Working together are the Muhammadiyah and Aisyiyah — major Muslim organizations for men and women respectively, the Red Cross, Bishops' Conference, National Council of Churches, Hindu Dharma Council, several federations for the handicapped and similar nonprofit associations. The organizational approach Mrs. NASUTION initiated in Jakarta 18 years ago became the model for The National Council.
JOHANNA SUNARTI NASUTION received the 1981 Ramon Magsaysay Award for "her leadership of a volunteer movement, institutionalizing social services through cooperation by diverse civic and religious groups, schools and government agencies.”
Bangladesh is a patriarchal society. A great number of Bangladeshi women accept this as the natural order of things. ANGELA GOMES does not. A Christian in largely Muslim Bangladesh, GOMES resisted an early marriage. Instead, she became a teacher at Sacred Heart School in Jessore and was there drawn into Catholic charity work in the city slums.
In 1977, GOMES began forming women into small groups and teaching them how to make jute crafts and other products to sell. Then she taught them how to raise chickens, how to make fishponds and how to grow mulberry trees—having to learn all these things beforehand herself. These small groups eventually grew and became the organization Banchte Shekha.
ANGELA GOMES did not stop from just helping rural Bangladeshi women to have better livelihoods. Through her organization, members formed village credit societies and became birth attendants, barefoot veterinarians, and community organizers, as well as sources of practical knowledge about health care, family planning, and nutrition.
GOMES also had comprehensive interventions in village life by providing gender-awareness training and legal innovations; women and men alike are slowly making their way to a new era of gender equality.
In 1999, ANGELA GOMES received the Ramon Magsaysay Award for "helping rural Bangladeshi women assert their rights to better livelihoods and to gender equality, under the law and in everyday life."

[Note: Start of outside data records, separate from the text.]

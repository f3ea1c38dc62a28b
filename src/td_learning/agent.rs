//! SARSA and Q-learning agents
//!
//! Both agents act ε-greedily on a [`QTable`] with a constant exploration
//! rate. Ties between equally valued actions are broken uniformly at random
//! when acting, and by legal-action order when asked for the greedy policy.

use std::{fmt::Debug, hash::Hash};

use rand::{Rng, SeedableRng, rngs::StdRng, seq::IndexedRandom};
use serde::{Deserialize, Serialize};

use crate::{
    error::{Error, Result},
    ports::{Environment, Learner, Step},
    td_learning::q_table::QTable,
};

/// Hyperparameters shared by the TD agents
#[derive(Debug, Clone, Copy, PartialEq, Serialize, Deserialize)]
pub struct TdConfig {
    /// α, in (0, 1]
    pub learning_rate: f64,
    /// γ, in [0, 1]
    pub discount_factor: f64,
    /// Probability of a uniformly random action, in [0, 1]
    pub epsilon: f64,
    pub q_init: f64,
}

impl TdConfig {
    /// SARSA settings for the windy gridworld.
    pub fn windy() -> Self {
        Self {
            learning_rate: 0.5,
            discount_factor: 1.0,
            epsilon: 0.1,
            q_init: -50.0,
        }
    }

    /// Q-learning settings for the target-seeking grid world.
    pub fn gridworld() -> Self {
        Self {
            learning_rate: 0.1,
            discount_factor: 1.0,
            epsilon: 0.1,
            q_init: 0.0,
        }
    }

    /// # Errors
    ///
    /// Returns [`Error::InvalidConfiguration`] if a rate is out of range.
    pub fn validate(&self) -> Result<()> {
        let checks = [
            ("learning rate", self.learning_rate, self.learning_rate > 0.0 && self.learning_rate <= 1.0),
            ("discount factor", self.discount_factor, (0.0..=1.0).contains(&self.discount_factor)),
            ("epsilon", self.epsilon, (0.0..=1.0).contains(&self.epsilon)),
        ];
        for (name, value, ok) in checks {
            if !ok {
                return Err(Error::InvalidConfiguration {
                    message: format!("{name} {value} is out of range"),
                });
            }
        }
        Ok(())
    }
}

impl Default for TdConfig {
    fn default() -> Self {
        Self::gridworld()
    }
}

#[derive(Debug, Clone, Serialize, Deserialize)]
#[serde(bound(
    serialize = "S: Serialize, A: Serialize",
    deserialize = "S: Deserialize<'de> + Eq + Hash, A: Deserialize<'de> + Eq + Hash"
))]
pub(crate) struct TdAgentState<S, A> {
    pub q_table: QTable<S, A>,
    pub epsilon: f64,
    pub rng_seed: Option<u64>,
}

fn build_rng(seed: Option<u64>) -> StdRng {
    if let Some(seed) = seed {
        StdRng::seed_from_u64(seed)
    } else {
        StdRng::from_rng(&mut rand::rng())
    }
}

fn no_legal_actions(state: &impl Debug) -> Error {
    Error::NoLegalActions {
        state: format!("{state:?}"),
    }
}

/// Q-table with an ε-greedy behaviour policy
#[derive(Debug, Clone)]
struct EpsilonGreedy<S, A> {
    q_table: QTable<S, A>,
    epsilon: f64,
    rng: StdRng,
    rng_seed: Option<u64>,
}

impl<S, A> EpsilonGreedy<S, A>
where
    S: Clone + Eq + Hash,
    A: Copy + Eq + Hash,
{
    fn new(config: TdConfig) -> Self {
        Self {
            q_table: QTable::new(config.learning_rate, config.discount_factor, config.q_init),
            epsilon: config.epsilon,
            rng: build_rng(None),
            rng_seed: None,
        }
    }

    fn select(&mut self, state: &S, legal_actions: &[A]) -> Option<A> {
        if self.rng.random::<f64>() < self.epsilon {
            legal_actions.choose(&mut self.rng).copied()
        } else {
            self.q_table
                .greedy_actions(state, legal_actions)
                .choose(&mut self.rng)
                .copied()
        }
    }

    fn reseed(&mut self, seed: u64) {
        self.rng = StdRng::seed_from_u64(seed);
        self.rng_seed = Some(seed);
    }

    fn reset(&mut self) {
        self.q_table.reset();
        self.rng = build_rng(self.rng_seed);
    }

    fn export_state(&self) -> TdAgentState<S, A> {
        TdAgentState {
            q_table: self.q_table.clone(),
            epsilon: self.epsilon,
            rng_seed: self.rng_seed,
        }
    }

    fn from_state(state: TdAgentState<S, A>) -> Self {
        Self {
            q_table: state.q_table,
            epsilon: state.epsilon,
            rng: build_rng(state.rng_seed),
            rng_seed: state.rng_seed,
        }
    }
}

/// SARSA agent (on-policy TD control)
///
/// Learns Q^π for the ε-greedy policy it follows, bootstrapping from the
/// action actually chosen in the next state.
#[derive(Debug, Clone)]
pub struct SarsaAgent<S, A> {
    policy: EpsilonGreedy<S, A>,
}

impl<S, A> SarsaAgent<S, A>
where
    S: Clone + Eq + Hash,
    A: Copy + Eq + Hash,
{
    pub fn new(config: TdConfig) -> Self {
        Self {
            policy: EpsilonGreedy::new(config),
        }
    }

    pub fn with_seed(mut self, seed: u64) -> Self {
        self.policy.reseed(seed);
        self
    }

    /// See [`QTable::with_state_value`].
    pub fn with_state_value(mut self, state: S, value: f64) -> Self {
        self.policy.q_table = self.policy.q_table.with_state_value(state, value);
        self
    }

    pub fn q_table(&self) -> &QTable<S, A> {
        &self.policy.q_table
    }

    pub(crate) fn export_state(&self) -> TdAgentState<S, A> {
        self.policy.export_state()
    }

    pub(crate) fn from_state(state: TdAgentState<S, A>) -> Self {
        Self {
            policy: EpsilonGreedy::from_state(state),
        }
    }
}

impl<E> Learner<E> for SarsaAgent<E::State, E::Action>
where
    E: Environment,
{
    fn select_action(&mut self, env: &E, state: &E::State) -> Result<E::Action> {
        let legal_actions = env.legal_actions(state);
        self.policy
            .select(state, &legal_actions)
            .ok_or_else(|| no_legal_actions(state))
    }

    fn greedy_action(&self, env: &E, state: &E::State) -> Result<E::Action> {
        self.policy
            .q_table
            .greedy_action(state, &env.legal_actions(state))
            .ok_or_else(|| no_legal_actions(state))
    }

    fn learn_step(&mut self, _env: &E, step: &Step<E::State, E::Action>) -> Result<()> {
        let next = step.next_state.as_ref().zip(step.next_action);
        self.policy
            .q_table
            .sarsa_update(step.state.clone(), step.action, step.reward, next);
        Ok(())
    }

    fn name(&self) -> &str {
        "SARSA"
    }

    fn reset(&mut self) -> Result<()> {
        self.policy.reset();
        Ok(())
    }

    fn set_rng_seed(&mut self, seed: u64) -> Result<()> {
        self.policy.reseed(seed);
        Ok(())
    }

    fn table_size(&self) -> usize {
        self.policy.q_table.size()
    }
}

/// Q-learning agent (off-policy TD control)
///
/// Learns the optimal Q* function by always updating toward the maximum
/// next-state value, regardless of the action taken next.
#[derive(Debug, Clone)]
pub struct QLearningAgent<S, A> {
    policy: EpsilonGreedy<S, A>,
}

impl<S, A> QLearningAgent<S, A>
where
    S: Clone + Eq + Hash,
    A: Copy + Eq + Hash,
{
    pub fn new(config: TdConfig) -> Self {
        Self {
            policy: EpsilonGreedy::new(config),
        }
    }

    pub fn with_seed(mut self, seed: u64) -> Self {
        self.policy.reseed(seed);
        self
    }

    /// See [`QTable::with_state_value`].
    pub fn with_state_value(mut self, state: S, value: f64) -> Self {
        self.policy.q_table = self.policy.q_table.with_state_value(state, value);
        self
    }

    pub fn q_table(&self) -> &QTable<S, A> {
        &self.policy.q_table
    }

    pub(crate) fn export_state(&self) -> TdAgentState<S, A> {
        self.policy.export_state()
    }

    pub(crate) fn from_state(state: TdAgentState<S, A>) -> Self {
        Self {
            policy: EpsilonGreedy::from_state(state),
        }
    }
}

impl<E> Learner<E> for QLearningAgent<E::State, E::Action>
where
    E: Environment,
{
    fn select_action(&mut self, env: &E, state: &E::State) -> Result<E::Action> {
        let legal_actions = env.legal_actions(state);
        self.policy
            .select(state, &legal_actions)
            .ok_or_else(|| no_legal_actions(state))
    }

    fn greedy_action(&self, env: &E, state: &E::State) -> Result<E::Action> {
        self.policy
            .q_table
            .greedy_action(state, &env.legal_actions(state))
            .ok_or_else(|| no_legal_actions(state))
    }

    fn learn_step(&mut self, env: &E, step: &Step<E::State, E::Action>) -> Result<()> {
        let next_legal = step
            .next_state
            .as_ref()
            .map(|next_state| env.legal_actions(next_state));
        let next = step
            .next_state
            .as_ref()
            .zip(next_legal.as_deref());
        self.policy
            .q_table
            .q_learning_update(step.state.clone(), step.action, step.reward, next);
        Ok(())
    }

    fn name(&self) -> &str {
        "Q-Learning"
    }

    fn reset(&mut self) -> Result<()> {
        self.policy.reset();
        Ok(())
    }

    fn set_rng_seed(&mut self, seed: u64) -> Result<()> {
        self.policy.reseed(seed);
        Ok(())
    }

    fn table_size(&self) -> usize {
        self.policy.q_table.size()
    }
}

#[cfg(test)]
mod tests {
    use super::*;
    use crate::{
        grid::Coordinate,
        gridworld::GridWorld,
        windy::{Move, WindyGridworld},
    };

    #[test]
    fn test_config_validation() {
        assert!(TdConfig::windy().validate().is_ok());
        let bad = TdConfig {
            epsilon: 1.5,
            ..TdConfig::default()
        };
        assert!(matches!(bad.validate(), Err(Error::InvalidConfiguration { .. })));
    }

    #[test]
    fn test_greedy_selection_breaks_ties_randomly() {
        let env = WindyGridworld::default();
        let config = TdConfig {
            epsilon: 0.0,
            ..TdConfig::windy()
        };
        let mut agent: SarsaAgent<Coordinate, Move> = SarsaAgent::new(config).with_seed(3);
        let start = env.start();

        let chosen: std::collections::HashSet<Move> = (0..100)
            .map(|_| agent.select_action(&env, &start).unwrap())
            .collect();
        assert_eq!(chosen.len(), 4);
        // The greedy policy itself is deterministic.
        assert_eq!(agent.greedy_action(&env, &start).unwrap(), Move::LEFT);
    }

    #[test]
    fn test_sarsa_bootstraps_from_next_action() {
        let env = WindyGridworld::default();
        let mut agent: SarsaAgent<Coordinate, Move> = SarsaAgent::new(TdConfig::windy());
        let s = Coordinate::new(1, 4);
        let s2 = Coordinate::new(2, 4);
        let step = Step {
            state: s,
            action: Move::RIGHT,
            reward: -1.0,
            next_state: Some(s2),
            next_action: Some(Move::UP),
        };
        agent.learn_step(&env, &step).unwrap();
        // -50 + 0.5 * (-1 + -50 - -50) = -50.5
        assert_eq!(agent.q_table().get(&s, Move::RIGHT), -50.5);
        assert_eq!(Learner::<WindyGridworld>::table_size(&agent), 1);
    }

    #[test]
    fn test_q_learning_uses_best_next_value() {
        let env = GridWorld::default();
        let mut agent: QLearningAgent<usize, usize> = QLearningAgent::new(TdConfig::gridworld());
        let step = Step {
            state: 10,
            action: 1,
            reward: -1.0,
            next_state: Some(11),
            next_action: None,
        };
        agent.learn_step(&env, &step).unwrap();
        // 0 + 0.1 * (-1 + 0 - 0) = -0.1
        assert!((agent.q_table().get(&10, 1) + 0.1).abs() < 1e-12);
        assert_eq!(agent.greedy_action(&env, &10).unwrap(), 0);

        Learner::<GridWorld>::reset(&mut agent).unwrap();
        assert_eq!(agent.q_table().size(), 0);
    }
}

The Philippines has trailed other Asian countries in the number of scientists, volume of scientific research, student performance levels, and the quality of its universities.
In 1999, MA. VICTORIA BERNIDO and her husband Christopher moved to the poor, remote municipality of Jagna, Bohol to run the Central Visayan Institute Foundation (CVIF), an old, struggling high school. BERNIDO says “For us, it has always been the bigger picture, the country. We both wanted to do something for the country.”
In 2002, she and her husband introduced a revolutionary way of teaching science and non-science subjects called CVIF Dynamic Learning Program (DLP). The program devotes 70 percent of class time to student-driven activities built around clear learning targets, aided by well-designed learning plans and performance-tracking tools. In the years that followed, CVIF students showed radical improvement in their performance on national scholastic examinations and university admissions tests.
In 2006, the BERNIDO couple designed the "Learning Physics as One Nation" project, to address the problem of severe shortage of qualified physics teachers. The project is now implemented in over two hundred private high schools, on top of the many other schools that have independently adopted the DLP model.
In 2010, MA. VICTORIA CARPIO BERNIDO, together with her husband Christopher Bernido, received Asia's premier prize and highest honor for “their purposeful commitment to both science and nation, ensuring innovative, low-cost, and effective basic education even under Philippine conditions of great scarcity and daunting poverty.”
Dr. MA. VICTORIA BERNIDO passed away last January 6, 2022. She was 60 years old.